Keywords : Goods and Services Tax, Banking Operations, Investment Climate, Service Tax, Tax Compliance, Financial Services, Ease of doing business
1.Introduction
The Goods and Services Tax (GST) is a comprehensive indirect tax system that unified a fragmented taxation regime previously comprising excise duty, service tax, value-added tax (VAT) and other levies that enacted in July 2017, GST was intended to create a single national market, enhance tax compliance, reduce the cascading effect of multiple taxes and boost economic efficiency. The reform was envisioned as a landmark step toward simplifying India’s tax architecture and improving the ease of doing business. Financial services and banking operations form the backbone of India’s economy, facilitating resource allocation, credit distribution and risk management. The tax treatment of financial services under GST differs from previous regimes, where financial services were subject to service tax with limited input tax credit mechanisms. Post-GST, many services attract 18% tax, which has implications for cost structures, customer charges, and operational compliance. Furthermore, changes in GST policies such as exemptions on certain insurance products add complexity to this landscape.

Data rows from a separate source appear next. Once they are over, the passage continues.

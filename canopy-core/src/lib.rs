//! Core types shared across the canopy configuration engine.
//!
//! This crate carries the vocabulary the rest of the workspace speaks:
//! arena identifiers, node flags, module revisions, the NETCONF error
//! element, and the clock capability used by the confirmed-commit
//! machinery.

mod clock;
mod error;
mod flags;
mod id;
mod modstate;
mod revision;

pub use clock::{Clock, ManualClock, SystemClock};
pub use error::{ErrorSeverity, ErrorTag, ErrorType, RpcError, RpcErrors};
pub use flags::Flags;
pub use id::{ModuleId, NodeId, SpecId};
pub use modstate::{Modstate, ModstateDelta, ModstateDiff, ModstateStatus, ModuleRev};
pub use revision::{Revision, RevisionError};

/// Client/session identifier. Zero means "no client" (e.g. an unlocked
/// datastore or an engine-internal transaction).
pub type ClientId = u32;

Beyond operational impacts, the investment climate-defined as the regulatory, fiscal and economic environment influencing investor decisions is also shaped by GST. A streamlined tax system can increase transparency and attract foreign direct investment but increased compliance demands and tax burdens on financial services may influence investment cost structures.
2.Objectives
-
To analyze GST impact on the financial services sector including taxation, service charges and consumer cost implications.
-
To analyze the impact of GST on banking operations.
-
To assess how GST has influenced banking operations focusing on compliance, registration requirements, input tax credit mechanisms and operational efficiency.
-
To evaluate the effects of GST on the investment climate with particular attention to investor costs, ease of doing business and foreign investment flows.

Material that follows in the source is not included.